ANOVA and Regression: equivalent but not always equally useful

 

Advantages of regression (see also Keith, Mutiple Regression And Beyond 1E, p.17)

 

Regression easily accommodates both categorical and continuous IVs, whereas using continuous IVs in ANOVA (i.e., Analysis of Covariance "ANCOVA") is complicated and doesn't allow for potential interaction between continuous and categorical IVs.

In regression the effects of multiple IVs are interpretable even with four or more at once, whereas interpreting a four-way (or more) factorial ANOVA becomes unwieldy due to the many interactions (which wouldn't usually be included in the regression analysis).

Regression is equally appropriate for both experimental (manipulated) and non-experimental variables. This is true of ANOVA too and thus shouldn't count in favor of regression, though there is a tendency to casually assign cause-and-effect interpretations to ANOVA more so than to regression.

Regression naturally emphasizes effect size by including estimates like R2, b, and β rather than just p-values, and the linear model is made explicit. ANOVA has its effect size measures as well but the proportion-of-variance-explained type and the standardized-difference-between-means type are a little less intuitive and therefore more open to misinterpetation.

 

Advantages of ANOVA

 

ANOVA is probably more familiar to most people -- historically, but even today.

In ANOVA there's a simpler treatment of interaction effects (which after all may be included as a main focus of the research) and repeated measures effects, whereas regression would require mutiple additional columns of variables for product vectors and dummy coded subject vectors.

ANOVA is able to easily accommodate different error terms for different effects in complex factorial designs, whereas regression will use the model residual MSresidual as the error term for every effect or incremental R2 tested.

 

Interactions in ANOVA and regression

 

In ANOVA, interactions are all included and analyzed by default, which is appropriate for experimental designs in which interactions are expected, planned for, and made to happen by controlling experimental conditions; though even then they're mostly not significant, especially higher order interactions that aren't of theoretical interest.

In regression, interactions are only analyzed when they're deliberately included in an analysis; it's appropriate to omit them in nonexperimental field research measuring preexisting characteristics where interactions mostly don't occur or typically have little theoretical interest when they do. When an interaction is of interest, it's done in regression as a moderation analysis.
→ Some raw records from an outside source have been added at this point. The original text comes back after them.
//! Candle series model
//!
//! A [`CandleSeries`] is a non-empty, strictly time-ordered run of [`Candle`]s
//! with a fixed nominal step. Gaps are tolerated: not every slot of the step
//! grid has to be present.

use std::collections::HashMap;
use std::str::FromStr;

use chrono::{Duration, NaiveDateTime, NaiveTime, Timelike};

use crate::{AnalysisError, OHLCExt, Result, StepMinutes, OHLC};

const MINUTES_PER_DAY: u32 = 1440;

// ============================================================
// CANDLE
// ============================================================

/// One OHLC bar, stamped with its open time.
#[derive(Debug, Clone, Copy, PartialEq, serde::Serialize, serde::Deserialize)]
pub struct Candle {
    pub timestamp: NaiveDateTime,
    pub open: f64,
    pub high: f64,
    pub low: f64,
    pub close: f64,
}

impl Candle {
    pub fn new(timestamp: NaiveDateTime, open: f64, high: f64, low: f64, close: f64) -> Self {
        Self {
            timestamp,
            open,
            high,
            low,
            close,
        }
    }

    #[inline]
    pub fn time_of_day(&self) -> NaiveTime {
        self.timestamp.time()
    }
}

impl OHLC for Candle {
    fn open(&self) -> f64 {
        self.open
    }

    fn high(&self) -> f64 {
        self.high
    }

    fn low(&self) -> f64 {
        self.low
    }

    fn close(&self) -> f64 {
        self.close
    }
}

// ============================================================
// TIMEZONE
// ============================================================

/// Fixed hour shift applied to a whole series.
///
/// Only two shifts exist in practice: data already in the analysis zone, or
/// data one hour behind it.
#[derive(Debug, Clone, Copy, Default, PartialEq, Eq, serde::Serialize, serde::Deserialize)]
#[serde(rename_all = "snake_case")]
pub enum TzOffset {
    #[default]
    Same,
    PlusOneHour,
}

impl TzOffset {
    #[inline]
    pub fn hours(self) -> i64 {
        match self {
            TzOffset::Same => 0,
            TzOffset::PlusOneHour => 1,
        }
    }
}

impl FromStr for TzOffset {
    type Err = AnalysisError;

    fn from_str(label: &str) -> Result<Self> {
        match label.trim().to_ascii_lowercase().as_str() {
            "same" | "0" | "+0" | "utc" => Ok(TzOffset::Same),
            "1" | "+1" | "+1h" | "plus_one_hour" => Ok(TzOffset::PlusOneHour),
            other => Err(AnalysisError::InvalidConfig(format!(
                "unsupported timezone offset label: {other}"
            ))),
        }
    }
}

// ============================================================
// SERIES
// ============================================================

/// Validated, strictly ascending candle series.
#[derive(Debug, Clone, PartialEq)]
pub struct CandleSeries {
    candles: Vec<Candle>,
    step: StepMinutes,
}

impl CandleSeries {
    /// Validate and wrap `candles`.
    ///
    /// Rejects empty input, NaN/infinite or inverted OHLC values and any
    /// timestamp that does not strictly follow its predecessor.
    pub fn new(candles: Vec<Candle>, step: StepMinutes) -> Result<Self> {
        if candles.is_empty() {
            return Err(AnalysisError::EmptySeries);
        }

        for (i, candle) in candles.iter().enumerate() {
            candle.validate().map_err(|e| match e {
                AnalysisError::InvalidCandle { reason, .. } => {
                    AnalysisError::InvalidCandle { index: i, reason }
                }
                other => other,
            })?;
        }

        if let Some(i) = (1..candles.len()).find(|&i| candles[i].timestamp <= candles[i - 1].timestamp)
        {
            return Err(AnalysisError::UnorderedSeries { index: i });
        }

        Ok(Self { candles, step })
    }

    /// Build a series whose step is the most frequent gap between candles.
    pub fn with_inferred_step(candles: Vec<Candle>) -> Result<Self> {
        let minutes = infer_step(&candles)
            .ok_or(AnalysisError::InvalidValue("cannot infer step from fewer than two candles"))?;
        Self::new(candles, StepMinutes::new(minutes)?)
    }

    #[inline]
    pub fn candles(&self) -> &[Candle] {
        &self.candles
    }

    #[inline]
    pub fn len(&self) -> usize {
        self.candles.len()
    }

    /// Always false for a constructed series; kept for slice-like ergonomics.
    #[inline]
    pub fn is_empty(&self) -> bool {
        self.candles.is_empty()
    }

    #[inline]
    pub fn get(&self, index: usize) -> Option<&Candle> {
        self.candles.get(index)
    }

    #[inline]
    pub fn timestamp(&self, index: usize) -> Option<NaiveDateTime> {
        self.candles.get(index).map(|c| c.timestamp)
    }

    #[inline]
    pub fn step(&self) -> StepMinutes {
        self.step
    }

    #[inline]
    pub fn first(&self) -> &Candle {
        &self.candles[0]
    }

    #[inline]
    pub fn last(&self) -> &Candle {
        &self.candles[self.candles.len() - 1]
    }

    /// Shift every timestamp by the offset's hour delta.
    pub fn adjust_timezone(&self, offset: TzOffset) -> Self {
        let shift = Duration::hours(offset.hours());
        if shift.is_zero() {
            return self.clone();
        }
        let candles = self
            .candles
            .iter()
            .map(|c| Candle {
                timestamp: c.timestamp + shift,
                ..*c
            })
            .collect();
        Self {
            candles,
            step: self.step,
        }
    }

    /// Aggregate into a coarser timeframe.
    ///
    /// `target` must be a multiple of the current step and divide a day
    /// evenly, so buckets line up with midnight.
    pub fn resample(&self, target: StepMinutes) -> Result<Self> {
        let from = self.step.get();
        let to = target.get();
        if to % from != 0 || MINUTES_PER_DAY % to != 0 {
            return Err(AnalysisError::InvalidConfig(format!(
                "cannot resample {from}m candles into {to}m buckets"
            )));
        }
        if to == from {
            return Ok(self.clone());
        }

        let mut out: Vec<Candle> = Vec::with_capacity(self.candles.len() / (to / from) as usize + 1);
        let mut current_start: Option<NaiveDateTime> = None;

        for candle in &self.candles {
            let start = bucket_start(candle.timestamp, to);
            match out.last_mut() {
                Some(bar) if current_start == Some(start) => {
                    bar.high = bar.high.max(candle.high);
                    bar.low = bar.low.min(candle.low);
                    bar.close = candle.close;
                }
                _ => {
                    out.push(Candle { timestamp: start, ..*candle });
                    current_start = Some(start);
                }
            }
        }

        Self::new(out, target)
    }
}

fn bucket_start(ts: NaiveDateTime, bucket_minutes: u32) -> NaiveDateTime {
    let minute_of_day = ts.hour() * 60 + ts.minute();
    let offset = minute_of_day - minute_of_day % bucket_minutes;
    ts.date().and_time(NaiveTime::MIN) + Duration::minutes(offset as i64)
}

/// Most frequent positive gap between consecutive candles, in minutes.
///
/// Ties resolve to the smaller gap. Returns `None` for fewer than two candles.
pub fn infer_step(candles: &[Candle]) -> Option<u32> {
    let mut counts: HashMap<i64, usize> = HashMap::new();
    for pair in candles.windows(2) {
        let gap = (pair[1].timestamp - pair[0].timestamp).num_minutes();
        if gap > 0 {
            *counts.entry(gap).or_default() += 1;
        }
    }
    counts
        .into_iter()
        .max_by(|(gap_a, n_a), (gap_b, n_b)| n_a.cmp(n_b).then(gap_b.cmp(gap_a)))
        .and_then(|(gap, _)| u32::try_from(gap).ok())
}

#[cfg(test)]
mod tests {
    use super::*;
    use chrono::NaiveDate;

    fn ts(day: u32, h: u32, m: u32) -> NaiveDateTime {
        NaiveDate::from_ymd_opt(2024, 1, day)
            .unwrap()
            .and_hms_opt(h, m, 0)
            .unwrap()
    }

    fn flat(day: u32, h: u32, m: u32, o: f64, c: f64) -> Candle {
        Candle::new(ts(day, h, m), o, o.max(c) + 1.0, o.min(c) - 1.0, c)
    }

    #[test]
    fn test_rejects_empty() {
        let err = CandleSeries::new(vec![], StepMinutes::new(60).unwrap()).unwrap_err();
        assert!(matches!(err, AnalysisError::EmptySeries));
    }

    #[test]
    fn test_rejects_unordered() {
        let candles = vec![flat(1, 10, 0, 1.0, 2.0), flat(1, 9, 0, 1.0, 2.0)];
        let err = CandleSeries::new(candles, StepMinutes::new(60).unwrap()).unwrap_err();
        assert!(matches!(err, AnalysisError::UnorderedSeries { index: 1 }));
    }

    #[test]
    fn test_rejects_invalid_candle_with_index() {
        let mut bad = flat(1, 11, 0, 1.0, 2.0);
        bad.high = bad.low - 1.0;
        let candles = vec![flat(1, 10, 0, 1.0, 2.0), bad];
        let err = CandleSeries::new(candles, StepMinutes::new(60).unwrap()).unwrap_err();
        assert!(matches!(err, AnalysisError::InvalidCandle { index: 1, .. }));
    }

    #[test]
    fn test_adjust_timezone() {
        let series = CandleSeries::new(vec![flat(1, 10, 0, 1.0, 2.0)], StepMinutes::new(60).unwrap())
            .unwrap();
        assert_eq!(series.adjust_timezone(TzOffset::Same), series);
        let shifted = series.adjust_timezone(TzOffset::PlusOneHour);
        assert_eq!(shifted.first().timestamp, ts(1, 11, 0));
    }

    #[test]
    fn test_tz_offset_labels() {
        assert_eq!("same".parse::<TzOffset>().unwrap(), TzOffset::Same);
        assert_eq!("+1".parse::<TzOffset>().unwrap(), TzOffset::PlusOneHour);
        assert_eq!("+1H".parse::<TzOffset>().unwrap(), TzOffset::PlusOneHour);
        assert!("+2".parse::<TzOffset>().is_err());
    }

    #[test]
    fn test_infer_step() {
        let candles = vec![
            flat(1, 0, 0, 1.0, 2.0),
            flat(1, 1, 12, 1.0, 2.0),
            flat(1, 2, 24, 1.0, 2.0),
            flat(1, 6, 0, 1.0, 2.0),
        ];
        assert_eq!(infer_step(&candles), Some(72));
        assert_eq!(infer_step(&candles[..1]), None);
    }

    #[test]
    fn test_resample_hourly_to_two_hours() {
        let candles = vec![
            Candle::new(ts(1, 0, 0), 10.0, 12.0, 9.0, 11.0),
            Candle::new(ts(1, 1, 0), 11.0, 15.0, 10.0, 14.0),
            Candle::new(ts(1, 2, 0), 14.0, 14.5, 8.0, 9.0),
        ];
        let series = CandleSeries::new(candles, StepMinutes::new(60).unwrap()).unwrap();
        let two_hour = series.resample(StepMinutes::new(120).unwrap()).unwrap();

        assert_eq!(two_hour.len(), 2);
        let first = two_hour.first();
        assert_eq!(first.timestamp, ts(1, 0, 0));
        assert_eq!((first.open, first.high, first.low, first.close), (10.0, 15.0, 9.0, 14.0));
        assert_eq!(two_hour.last().timestamp, ts(1, 2, 0));
    }

    #[test]
    fn test_resample_rejects_uneven_target() {
        let series = CandleSeries::new(vec![flat(1, 0, 0, 1.0, 2.0)], StepMinutes::new(60).unwrap())
            .unwrap();
        assert!(series.resample(StepMinutes::new(90).unwrap()).is_err());
        assert!(series.resample(StepMinutes::new(420).unwrap()).is_err());
    }
}
//! Close handshake support (RFC 6455 Sections 5.5.1 and 7.4).
//!
//! Close frames carry an optional payload: a 2-byte big-endian status code
//! followed by a UTF-8 reason. This module owns the status-code constants
//! and the payload encode/decode, plus a helper to emit a close frame.

use std::io::Write;

use crate::frame::{write_frame, Opcode};

/// Well-known close status codes per RFC 6455 Section 7.4.1.
pub struct CloseCode;

impl CloseCode {
    /// Normal closure (1000).
    pub const NORMAL: u16 = 1000;
    /// Going away (1001) -- sent to every session on container shutdown.
    pub const GOING_AWAY: u16 = 1001;
    /// Protocol error (1002) -- malformed frames, reserved bits, unknown opcodes.
    pub const PROTOCOL_ERROR: u16 = 1002;
    /// No status code present (1005) -- never sent on the wire; reported
    /// when a peer's close frame had an empty payload.
    pub const NO_STATUS: u16 = 1005;
    /// Abnormal closure (1006) -- never sent on the wire; reported when the
    /// connection dropped without a close handshake.
    pub const ABNORMAL: u16 = 1006;
    /// Invalid frame payload data (1007) -- text frames that are not UTF-8.
    pub const INVALID_PAYLOAD: u16 = 1007;
    /// Message too big (1009) -- reassembly exceeded the session buffer limit.
    pub const MESSAGE_TOO_BIG: u16 = 1009;
    /// Internal server error (1011) -- an endpoint callback panicked.
    pub const INTERNAL_ERROR: u16 = 1011;
}

/// The status code and reason attached to a session's closure.
#[derive(Debug, Clone, PartialEq, Eq)]
pub struct CloseReason {
    pub code: u16,
    pub reason: String,
}

impl CloseReason {
    pub fn new(code: u16, reason: impl Into<String>) -> Self {
        Self {
            code,
            reason: reason.into(),
        }
    }

    pub fn normal() -> Self {
        Self::new(CloseCode::NORMAL, "")
    }

    pub fn going_away() -> Self {
        Self::new(CloseCode::GOING_AWAY, "server going down")
    }

    pub fn abnormal(reason: impl Into<String>) -> Self {
        Self::new(CloseCode::ABNORMAL, reason)
    }
}

/// Decode a close frame payload into a [`CloseReason`].
///
/// A payload shorter than 2 bytes has no status code; per RFC 6455
/// Section 7.4.1 that is reported as 1005 with an empty reason.
pub fn decode_close_payload(payload: &[u8]) -> CloseReason {
    if payload.len() >= 2 {
        let code = u16::from_be_bytes([payload[0], payload[1]]);
        let reason = String::from_utf8_lossy(&payload[2..]).into_owned();
        CloseReason { code, reason }
    } else {
        CloseReason::new(CloseCode::NO_STATUS, "")
    }
}

/// Encode a status code and reason as a close frame payload.
///
/// The reason is truncated at a character boundary so the total payload
/// stays within the 125-byte control frame limit (2 bytes code + 123
/// bytes reason).
pub fn encode_close_payload(code: u16, reason: &str) -> Vec<u8> {
    const MAX_REASON_LEN: usize = 123;
    let mut cut = reason.len().min(MAX_REASON_LEN);
    while !reason.is_char_boundary(cut) {
        cut -= 1;
    }

    let mut payload = Vec::with_capacity(2 + cut);
    payload.extend_from_slice(&code.to_be_bytes());
    payload.extend_from_slice(&reason.as_bytes()[..cut]);
    payload
}

/// Write a close frame with the given status code and reason.
pub fn send_close<W: Write + ?Sized>(writer: &mut W, code: u16, reason: &str) -> std::io::Result<()> {
    let payload = encode_close_payload(code, reason);
    write_frame(writer, Opcode::Close, &payload, true)
}

#[cfg(test)]
mod tests {
    use super::*;
    use crate::frame::read_frame;
    use std::io::Cursor;

    #[test]
    fn test_decode_code_and_reason() {
        let reason = decode_close_payload(&[0x03, 0xE8, b'o', b'k']);
        assert_eq!(reason.code, 1000);
        assert_eq!(reason.reason, "ok");
    }

    #[test]
    fn test_decode_empty_payload_is_1005() {
        let reason = decode_close_payload(&[]);
        assert_eq!(reason.code, CloseCode::NO_STATUS);
        assert_eq!(reason.reason, "");
    }

    #[test]
    fn test_decode_code_only() {
        let reason = decode_close_payload(&[0x03, 0xE9]);
        assert_eq!(reason.code, 1001);
        assert_eq!(reason.reason, "");
    }

    #[test]
    fn test_encode_roundtrip() {
        let payload = encode_close_payload(1000, "bye");
        assert_eq!(payload, vec![0x03, 0xE8, b'b', b'y', b'e']);
        let reason = decode_close_payload(&payload);
        assert_eq!(reason, CloseReason::new(1000, "bye"));
    }

    #[test]
    fn test_encode_truncates_long_reason() {
        let long = "x".repeat(200);
        let payload = encode_close_payload(1000, &long);
        assert_eq!(payload.len(), 125, "2-byte code + 123-byte reason cap");
    }

    #[test]
    fn test_encode_truncates_at_char_boundary() {
        // 62 two-byte chars = 124 bytes of reason; the 123-byte cap falls
        // mid-character and must back off to 122.
        let reason = "é".repeat(62);
        let payload = encode_close_payload(1000, &reason);
        assert_eq!(payload.len(), 124);
        assert!(String::from_utf8(payload[2..].to_vec()).is_ok());
    }

    #[test]
    fn test_send_close_writes_close_frame() {
        let mut buf = Vec::new();
        send_close(&mut buf, CloseCode::GOING_AWAY, "server going down").unwrap();
        let frame = read_frame(&mut Cursor::new(buf), 1024).unwrap();
        assert_eq!(frame.opcode, crate::frame::Opcode::Close);
        let reason = decode_close_payload(&frame.payload);
        assert_eq!(reason.code, 1001);
        assert_eq!(reason.reason, "server going down");
    }
}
Reasons not to dichotomize a continuous variable to make it a categorical variable

(see also Pedhazur, Multiple Regression In Behavioral Research 3E, pp.574-7)

 

Treating continuous variables as categorical is often done only because the researcher is familiar with analyzing group differences and less familiar with techniques for analyzing continuous varables.

It results in loss of information and accuracy, since precise numerical measurements are thrown into a less precise batch of similar measurements; e.g., the IQ scale is reduced to "low and high" or maybe "low, medium, and high".

The "low-scorer" category actually ranges from low to average, and the "high-scorers" range from average to high, with nearly identical subjects in the middle of the range being labeled arbitrarily differently -- but all subjects within each group have the same category label and are considered to be different from all subjects in the other group

Multiple splits to identify the highest and lowest groups of scores result in loss of subjects from the excluded middle category of scores.

Focusing on, say, just the top and bottom 10% of a sample to identify the very high and very low scorers may wrongly imply linearity in the whole data set -- e.g., if it implicitly assumes that an intermediate group would have scores intermediate between the high and low groups without considering that the low group could be an unrepresentative drop-off in the tail of the distribution; it also throws away 80% of subjects.

Reducing the number of subjects of interest exacerbates subject loss for a two-phase evaluation, when for instance only 60% of subjects show up for the second phase; and group sizes may be initially equal but will probably be unequal for that second phase.

High and low dichotomized score groups are not randomly assigned to the high and low score categories, hence any conclusions about their group differences on other variables are confounded with unknown factors and can't be attributed to the group IV.

Grouping results in loss of degrees of freedom from the error term: A continuous variable takes up 1 degree of freedom for the numerator of the F ratio, while a group variable takes up [number of groups - 1] degrees of freedom, leaving fewer df for the denominator and reducing the likelihood of attaining statistical significance.

Dividing scores into into three groups is better than just two, and four is better than three, but with each additional group, more df come out of the error term. Four groups take up 3 df, compared to the 1 df for the continuous variable, so there are 2 fewer error df; 6 groups take up 5 df, so there are 4 fewer error df. Fewer error df make it harder to attain statistical significance.

Making groups out of a continuous IV is better only when the IV-DV relationship is non-linear, since the F statistic for the IV group variable includes both linear and nonlinear effects' variance. Regression measures only linear IV-DV relationships, so if most of an IV's relationship to the DV is nonlinear, ANOVA captures what regression would not. In regression, however, a nonlinear IV-DV relationship may be captured by adding a quadratic term (or even a cubic term) to the equation, especially if there are theoretical grounds for predicting that relationship.